How to choose a futures prop firm — 7 things to check before signing up
April 2026
The futures prop firm industry has exploded in the last three years. There are dozens of firms competing for your evaluation fee. Most are legitimate but a few are predatory, and even the good ones vary significantly in ways that matter for your trading style. Here's what to check before you pay anything.
1. Drawdown type — the most important factor
Drawdown defines when you lose your account. There are two types:
- End-of-day (EOD) trailing drawdown: the drawdown level locks in at each day's closing balance. Intraday gains don't raise it. This is significantly safer for volatile trading styles.
- Intraday trailing drawdown: the drawdown level trails in real time during the session. A $50,000 account with a $2,000 trailing drawdown that hits $52,000 intraday now has a $50,000 floor — a spike and reversal can blow the account even if you close green.
✅ Prefer EOD drawdown
If you trade with larger intraday swings or use a strategy with volatile intraday equity curves, EOD drawdown is dramatically safer. Firms offering EOD include Tradeify, MFF Flex, and Apex's EOD option. Verify this in writing before signing up.
2. Daily loss limit — does one exist?
Some firms impose a daily loss limit in addition to the trailing drawdown — often 50% of the max drawdown. One bad day exceeding this limit fails the account even if the trailing drawdown isn't hit. Check whether your target firm has a daily loss limit and whether it matches your risk per trade.
3. Payout speed and minimum
Payout policies vary enormously: 60-minute payouts (Tradeify), 24-hour payouts, 7-business-day payouts, and minimum payout thresholds ($100–$500). If you plan to pull profits regularly, this matters. Slow or minimum-threshold payouts can lock capital in the account longer than expected.
4. Profit split on funded accounts
Most firms offer 80–90% profit split on funded accounts. Some start at 80% and scale to 90%+ with performance. A few offer 100% splits on early withdrawals. Compare the net effective split — a firm with 90% split but slower payouts may be less attractive than one with 85% and same-day withdrawals.
5. Evaluation structure and reset cost
Understand what you're paying for: some firms have one-step evaluations, others two-step.
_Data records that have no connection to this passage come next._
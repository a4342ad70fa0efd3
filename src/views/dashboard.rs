use chrono::{DateTime, Utc};
use std::cmp::Ordering;
use std::sync::Arc;

use super::{scope_tasks, ErrorSlot};
use crate::auth::rbac::Action;
use crate::auth::UserContext;
use crate::error::ClientError;
use crate::models::{Task, User};
use crate::repositories::{TaskRepository, UserRepository};
use crate::require_capability;
use crate::router::Route;
use crate::services::AuthService;

#[derive(Debug, Clone, Default, PartialEq, Eq)]
pub struct DashboardStats {
    pub task_count: usize,
    /// Active users; `None` for roles that may not list users.
    pub user_count: Option<usize>,
}

/// One clickable summary tile.
#[derive(Debug, Clone, PartialEq, Eq)]
pub struct StatCard {
    pub label: &'static str,
    pub value: usize,
    pub route: Route,
}

#[derive(Debug, Clone, PartialEq, Eq)]
pub struct ActivityEntry {
    pub task_id: i64,
    pub title: String,
    pub updated_by: String,
    pub updated_on: Option<DateTime<Utc>>,
}

impl From<&Task> for ActivityEntry {
    fn from(task: &Task) -> Self {
        Self {
            task_id: task.id,
            title: task.title.clone(),
            updated_by: task.creator_name().to_string(),
            updated_on: task.last_updated_on,
        }
    }
}

/// Newest first, undated entries last.
fn newest_first(a: &ActivityEntry, b: &ActivityEntry) -> Ordering {
    match (a.updated_on, b.updated_on) {
        (Some(a), Some(b)) => b.cmp(&a),
        (Some(_), None) => Ordering::Less,
        (None, Some(_)) => Ordering::Greater,
        (None, None) => Ordering::Equal,
    }
}

pub struct DashboardView {
    auth: Arc<AuthService>,
    task_repo: Arc<dyn TaskRepository>,
    user_repo: Arc<dyn UserRepository>,
    stats: DashboardStats,
    activity: Vec<ActivityEntry>,
    errors: ErrorSlot,
}

impl DashboardView {
    pub fn new(
        auth: Arc<AuthService>,
        task_repo: Arc<dyn TaskRepository>,
        user_repo: Arc<dyn UserRepository>,
    ) -> Self {
        Self {
            auth,
            task_repo,
            user_repo,
            stats: DashboardStats::default(),
            activity: Vec::new(),
            errors: ErrorSlot::default(),
        }
    }

    pub async fn load(&mut self) -> Result<(), ClientError> {
        let result = self.fetch_all().await;
        self.errors.settle(result)
    }

    async fn fetch_all(&mut self) -> Result<(), ClientError> {
        let user = UserContext::require(&self.auth.state())?;
        require_capability!(user, Action::ViewDashboard);

        let users_allowed = user.can(Action::ViewUsers);
        let user_repo = self.user_repo.clone();
        let users_fut = async move {
            if users_allowed {
                Some(user_repo.list().await)
            } else {
                None
            }
        };
        let (tasks, users, recent) =
            tokio::join!(self.task_repo.list(), users_fut, self.task_repo.recent());

        let mut first_error = None;

        match tasks {
            Ok(tasks) => self.stats.task_count = scope_tasks(&user, &tasks).count(),
            Err(e) => {
                tracing::warn!(error = %e, "failed to load tasks for dashboard");
                first_error = Some(e);
            }
        }

        match users {
            Some(Ok(users)) => self.stats.user_count = Some(count_active(&users)),
            Some(Err(e)) => {
                tracing::warn!(error = %e, "failed to load users for dashboard");
                first_error.get_or_insert(e);
            }
            None => self.stats.user_count = None,
        }

        match recent {
            Ok(recent) => {
                let mut activity: Vec<ActivityEntry> =
                    scope_tasks(&user, &recent).map(ActivityEntry::from).collect();
                activity.sort_by(newest_first);
                self.activity = activity;
            }
            Err(e) => {
                tracing::warn!(error = %e, "failed to load recent activity");
                first_error.get_or_insert(e);
            }
        }

        match first_error {
            Some(e) => Err(e),
            None => Ok(()),
        }
    }

    pub fn greeting(&self) -> String {
        match self.auth.current_user() {
            Some(user) => format!("Welcome back {}", user.username),
            None => "Welcome back User".to_string(),
        }
    }

    pub fn stats(&self) -> &DashboardStats {
        &self.stats
    }

    pub fn cards(&self) -> Vec<StatCard> {
        let mut cards = Vec::with_capacity(2);
        if let Some(user_count) = self.stats.user_count {
            cards.push(StatCard {
                label: "Active Users",
                value: user_count,
                route: Route::Users,
            });
        }
        cards.push(StatCard {
            label: "Tasks",
            value: self.stats.task_count,
            route: Route::Tasks,
        });
        cards
    }

    pub fn activity(&self) -> &[ActivityEntry] {
        &self.activity
    }

    pub fn last_error(&self) -> Option<&str> {
        self.errors.get()
    }
}

fn count_active(users: &[User]) -> usize {
    users.iter().filter(|u| u.is_active).count()
}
Reset cost (if you fail) ranges from free to full re-payment. Firms offering free resets significantly reduce your risk if you trade aggressively.
6. Consistency rules
Several firms require that no single day's profit exceeds 30–50% of total profit (the "consistency rule"). This prevents traders from passing with one lucky day. If your edge involves concentrated high-R trades, check whether a consistency rule would prevent you from passing or qualifying for payouts.
7. Red flags to avoid
- No published payout track record or community reviews
- Vague drawdown terms in the terms of service
- Unusually cheap evaluation fees without clear explanation of the business model
- Difficult-to-find contact information or support
- Payout disputes on public forums (check Reddit r/Futures, r/Forex)
⚠️ Always read the terms
The headline marketing and the actual terms of service sometimes differ. Read the specific drawdown definition, daily loss limit, consistency rule and payout terms in the official documentation before paying.